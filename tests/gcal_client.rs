//! HTTP-level tests of the calendar service client, against a mock server

use std::path::PathBuf;
use std::time::Duration;

use chrono::{DateTime, TimeZone, Utc};
use mockito::Matcher;

use corkboard::gcal::token::StoredCredential;
use corkboard::gcal::GoogleCalendarClient;
use corkboard::materialize::payload_for;
use corkboard::traits::CalendarSource;
use corkboard::{Assignment, Error};

/// Write a credential blob to a scratch file and return its path
fn credential_file(name: &str, token_uri: &str, expiry: DateTime<Utc>) -> PathBuf {
    let credential = StoredCredential {
        access_token: "stale-access-token".to_string(),
        refresh_token: "the-refresh-token".to_string(),
        client_id: "the-client-id".to_string(),
        client_secret: "the-client-secret".to_string(),
        token_uri: token_uri.parse().unwrap(),
        expiry,
    };
    let path = std::env::temp_dir().join(format!("corkboard-{}-{}.json", std::process::id(), name));
    let file = std::fs::File::create(&path).unwrap();
    serde_json::to_writer(file, &credential).unwrap();
    path
}

fn far_future() -> DateTime<Utc> {
    Utc.with_ymd_and_hms(2999, 1, 1, 0, 0, 0).unwrap()
}

fn long_expired() -> DateTime<Utc> {
    Utc.with_ymd_and_hms(2020, 1, 1, 0, 0, 0).unwrap()
}

fn client_for(server: &mockito::ServerGuard, blob: &PathBuf) -> GoogleCalendarClient {
    GoogleCalendarClient::new(blob, "primary", Duration::from_secs(5))
        .unwrap()
        .with_base_url(server.url().parse().unwrap())
}

#[tokio::test]
async fn searches_are_scoped_ordered_and_bounded() {
    let _ = env_logger::builder().is_test(true).try_init();

    let mut server = mockito::Server::new_async().await;
    let blob = credential_file("search", &format!("{}/token", server.url()), far_future());

    let mock = server
        .mock("GET", "/calendars/primary/events")
        .match_header("authorization", "Bearer stale-access-token")
        .match_query(Matcher::AllOf(vec![
            Matcher::UrlEncoded("q".into(), "CS 101".into()),
            Matcher::UrlEncoded("timeMin".into(), "2024-09-01T12:00:00Z".into()),
            Matcher::UrlEncoded("singleEvents".into(), "true".into()),
            Matcher::UrlEncoded("orderBy".into(), "startTime".into()),
        ]))
        .with_status(200)
        .with_header("content-type", "application/json")
        .with_body(r#"{"kind": "calendar#events", "items": [{"summary": "HW3 is due soon"}]}"#)
        .create_async()
        .await;

    let min_start = Utc.with_ymd_and_hms(2024, 9, 1, 12, 0, 0).unwrap();
    let events = client_for(&server, &blob).search_events("CS 101", min_start).await.unwrap();

    mock.assert_async().await;
    assert_eq!(events.len(), 1);
    assert_eq!(events[0].title(), "HW3 is due soon");

    let _ = std::fs::remove_file(blob);
}

#[tokio::test]
async fn an_empty_answer_without_items_is_no_events() {
    let _ = env_logger::builder().is_test(true).try_init();

    let mut server = mockito::Server::new_async().await;
    let blob = credential_file("empty", &format!("{}/token", server.url()), far_future());

    let _mock = server
        .mock("GET", "/calendars/primary/events")
        .match_query(Matcher::Any)
        .with_status(200)
        .with_header("content-type", "application/json")
        .with_body(r#"{"kind": "calendar#events"}"#)
        .create_async()
        .await;

    let events = client_for(&server, &blob)
        .search_events("CS 101", Utc::now())
        .await
        .unwrap();
    assert!(events.is_empty());

    let _ = std::fs::remove_file(blob);
}

#[tokio::test]
async fn an_expired_token_is_refreshed_and_persisted_before_the_request() {
    let _ = env_logger::builder().is_test(true).try_init();

    let mut server = mockito::Server::new_async().await;
    let blob = credential_file("refresh", &format!("{}/token", server.url()), long_expired());

    let token_mock = server
        .mock("POST", "/token")
        .match_body(Matcher::AllOf(vec![
            Matcher::UrlEncoded("grant_type".into(), "refresh_token".into()),
            Matcher::UrlEncoded("refresh_token".into(), "the-refresh-token".into()),
            Matcher::UrlEncoded("client_id".into(), "the-client-id".into()),
            Matcher::UrlEncoded("client_secret".into(), "the-client-secret".into()),
        ]))
        .with_status(200)
        .with_header("content-type", "application/json")
        .with_body(r#"{"access_token": "fresh-access-token", "expires_in": 3600, "token_type": "Bearer"}"#)
        .create_async()
        .await;
    let events_mock = server
        .mock("GET", "/calendars/primary/events")
        .match_header("authorization", "Bearer fresh-access-token")
        .match_query(Matcher::Any)
        .with_status(200)
        .with_header("content-type", "application/json")
        .with_body(r#"{"items": []}"#)
        .create_async()
        .await;

    let events = client_for(&server, &blob)
        .search_events("CS 101", Utc::now())
        .await
        .unwrap();
    assert!(events.is_empty());

    token_mock.assert_async().await;
    events_mock.assert_async().await;

    // The refreshed token was written back to the blob
    let reloaded: StoredCredential =
        serde_json::from_reader(std::fs::File::open(&blob).unwrap()).unwrap();
    assert_eq!(reloaded.access_token, "fresh-access-token");
    assert_eq!(reloaded.refresh_token, "the-refresh-token");

    let _ = std::fs::remove_file(blob);
}

#[tokio::test]
async fn a_failed_refresh_is_a_fatal_auth_error() {
    let _ = env_logger::builder().is_test(true).try_init();

    let mut server = mockito::Server::new_async().await;
    let blob = credential_file("bad-refresh", &format!("{}/token", server.url()), long_expired());

    let token_mock = server
        .mock("POST", "/token")
        .with_status(400)
        .with_body(r#"{"error": "invalid_grant"}"#)
        .create_async()
        .await;

    let result = client_for(&server, &blob).search_events("CS 101", Utc::now()).await;

    token_mock.assert_async().await;
    match result {
        Err(err @ Error::Auth(_)) => assert!(err.is_fatal()),
        other => panic!("expected an auth error, got {:?}", other.map(|e| e.len())),
    }

    let _ = std::fs::remove_file(blob);
}

#[tokio::test]
async fn inserting_posts_the_payload_and_returns_the_link() {
    let _ = env_logger::builder().is_test(true).try_init();

    let mut server = mockito::Server::new_async().await;
    let blob = credential_file("insert", &format!("{}/token", server.url()), far_future());

    let due = chrono_tz::America::New_York.with_ymd_and_hms(2024, 10, 10, 23, 59, 0).unwrap();
    let payload = payload_for(&Assignment::new("HW3", due, "CS 101"));

    let mock = server
        .mock("POST", "/calendars/primary/events")
        .match_header("authorization", "Bearer stale-access-token")
        .match_body(Matcher::Json(serde_json::to_value(&payload).unwrap()))
        .with_status(200)
        .with_header("content-type", "application/json")
        .with_body(r#"{"id": "evt123", "htmlLink": "https://calendar.example.org/event?eid=evt123", "status": "confirmed"}"#)
        .create_async()
        .await;

    let created = client_for(&server, &blob).insert_event(&payload).await.unwrap();

    mock.assert_async().await;
    assert_eq!(created.id, "evt123");
    assert_eq!(created.html_link.as_deref(), Some("https://calendar.example.org/event?eid=evt123"));

    let _ = std::fs::remove_file(blob);
}

#[tokio::test]
async fn a_rejected_insert_is_a_creation_error() {
    let _ = env_logger::builder().is_test(true).try_init();

    let mut server = mockito::Server::new_async().await;
    let blob = credential_file("bad-insert", &format!("{}/token", server.url()), far_future());

    let _mock = server
        .mock("POST", "/calendars/primary/events")
        .with_status(400)
        .with_body(r#"{"error": {"message": "Bad Request"}}"#)
        .create_async()
        .await;

    let due = chrono_tz::America::New_York.with_ymd_and_hms(2024, 10, 10, 23, 59, 0).unwrap();
    let payload = payload_for(&Assignment::new("HW3", due, "CS 101"));

    let result = client_for(&server, &blob).insert_event(&payload).await;
    match result {
        Err(err @ Error::Creation(_)) => assert!(err.is_fatal() == false),
        other => panic!("expected a creation error, got {:?}", other.map(|c| c.id)),
    }

    let _ = std::fs::remove_file(blob);
}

* **Requirement**
In the records, how many lines have the word "created" in them? Only the number is needed.

* **Task response**
3